A candidatura da CDU aos órgãos municipais de Braga reuniu
ontem com a Velha-a-Branca, que apresentou uma proposta de dinamização e
salvaguarda do edifício da antiga fábrica Confiança.
O edifício da Confiança foi adquirido pela Câmara Municipal
de Braga em 2011, com o propósito de valorizar o património da cidade,
preservando o único edifício industrial de grande porte e carácter do início do
século XX ainda existente na cidade. Ainda que a intenção fosse de o converter
numa valência cultural, desde aquela data nenhuma intervenção foi realizada no
edifício.
No encontro, foram recordadas as declarações de Firmino
Marques, actualmente vice-presidente do município, que enquanto presidente da
Junta de Freguesia entendia que a Confiança seria um equipamento fundamental
para a afirmação das indústrias criativas.
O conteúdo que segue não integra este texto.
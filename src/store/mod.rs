pub mod memory;
pub mod postgres;

use axum::async_trait;
use serde::{Deserialize, Serialize};
use uuid::Uuid;

use crate::record::{FieldValue, Record};

/// Filter applied by [`RecordStore::query`].
#[derive(Debug, Clone, PartialEq)]
pub enum Predicate {
    /// Every record of the requested type.
    All,
    RecordId(Uuid),
    FieldEquals { key: String, value: FieldValue },
}

/// Write policy for [`RecordStore::modify`].
#[derive(Debug, Clone, Copy, PartialEq, Eq)]
pub enum SavePolicy {
    /// Replace the stored field bag with the submitted one.
    AllKeys,
    /// Merge submitted fields over the stored bag, leaving other keys alone.
    ChangedKeys,
}

/// Result of a batch modify.
#[derive(Debug, Default)]
pub struct ModifyOutcome {
    /// Acknowledged copies of every record that was saved.
    pub saved: Vec<Record>,
    /// How many records from the delete list still exist after the operation.
    pub remaining: usize,
}

#[derive(Debug, Clone, Copy, PartialEq, Eq, Hash, Serialize, Deserialize)]
#[serde(rename_all = "snake_case")]
pub enum SubscriptionTrigger {
    RecordCreation,
}

/// What the push channel should show when a subscription fires.
#[derive(Debug, Clone, PartialEq, Eq, Serialize, Deserialize)]
pub struct NotificationInfo {
    pub title: String,
    pub body: String,
}

/// Standing server-side watch on a record type. One subscription per
/// (record type, trigger) pair; saving again overwrites the notification.
#[derive(Debug, Clone, PartialEq, Eq)]
pub struct Subscription {
    pub record_type: String,
    pub trigger: SubscriptionTrigger,
    pub notification: NotificationInfo,
}

/// Payload delivered when a subscription fires.
#[derive(Debug, Clone, PartialEq, Eq, Serialize, Deserialize)]
pub struct PushNotification {
    pub record_type: String,
    pub record_id: Uuid,
    pub title: String,
    pub body: String,
}

/// The remote record database. Repositories talk only to this trait; the
/// Postgres backend serves production, the memory backend serves tests.
#[async_trait]
pub trait RecordStore: Send + Sync {
    /// Upsert a single record and return the acknowledged server copy.
    async fn save(&self, record: Record) -> anyhow::Result<Record>;

    async fn query(&self, record_type: &str, predicate: Predicate)
        -> anyhow::Result<Vec<Record>>;

    /// Batch save/delete in one round trip.
    async fn modify(
        &self,
        saves: Vec<Record>,
        deletes: Vec<Uuid>,
        policy: SavePolicy,
    ) -> anyhow::Result<ModifyOutcome>;

    async fn save_subscription(&self, subscription: Subscription) -> anyhow::Result<()>;
}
A CDU, representada na reunião por Carlos Almeida e Jorge
Amado, primeiro e segundo candidatos à Câmara, e ainda por Carla Cruz, cabeça
de lista à Assembleia Municipal de Braga e deputada do PCP na Assembleia da
República, destacou que o património municipal não pode ser tratado desta
maneira, acusando Ricardo Rio de negligência no processo de degradação
acelerada do imóvel.
A candidatura da CDU recordou o posicionamento que sempre
teve relativamente à Fábrica Confiança e ao seu destino, tendo inclusivamente
não só acompanhado de perto o concurso de ideias que a actual maioria municipal
promoveu no início do seu mandato, como apresentado uma proposta no sentido de
aproveitar o edifício para lá instalar um museu da cidade e várias valências
culturais.
Carlos Almeida lembrou que “a compra da Confiança mereceu um
consenso muito alargado das diferentes forças vivas da cidade e que tal facto
motivou, aliás, um processo de participação muito interessante”. “Ora, hoje,
quando Ricardo Rio aponta à alienação do imóvel está claramente a quebrar esse
consenso alargado, bem como um compromisso com a cultura e os seus agentes”,
acrescentou.
Na reunião, em que a
Velha-a-Branca avança com a possibilidade de dinamizar o espaço,
apresentando-se como um proposta independente dos fundos municipais,
alternativa e credível, a CDU acolheu com simpatia essa possibilidade,
afirmando que é um caminho que deve ser estudado e equacionado, porquanto não
requer de imediato a mobilização de recursos públicos e pode por termo à
degradação acentuada daquele património.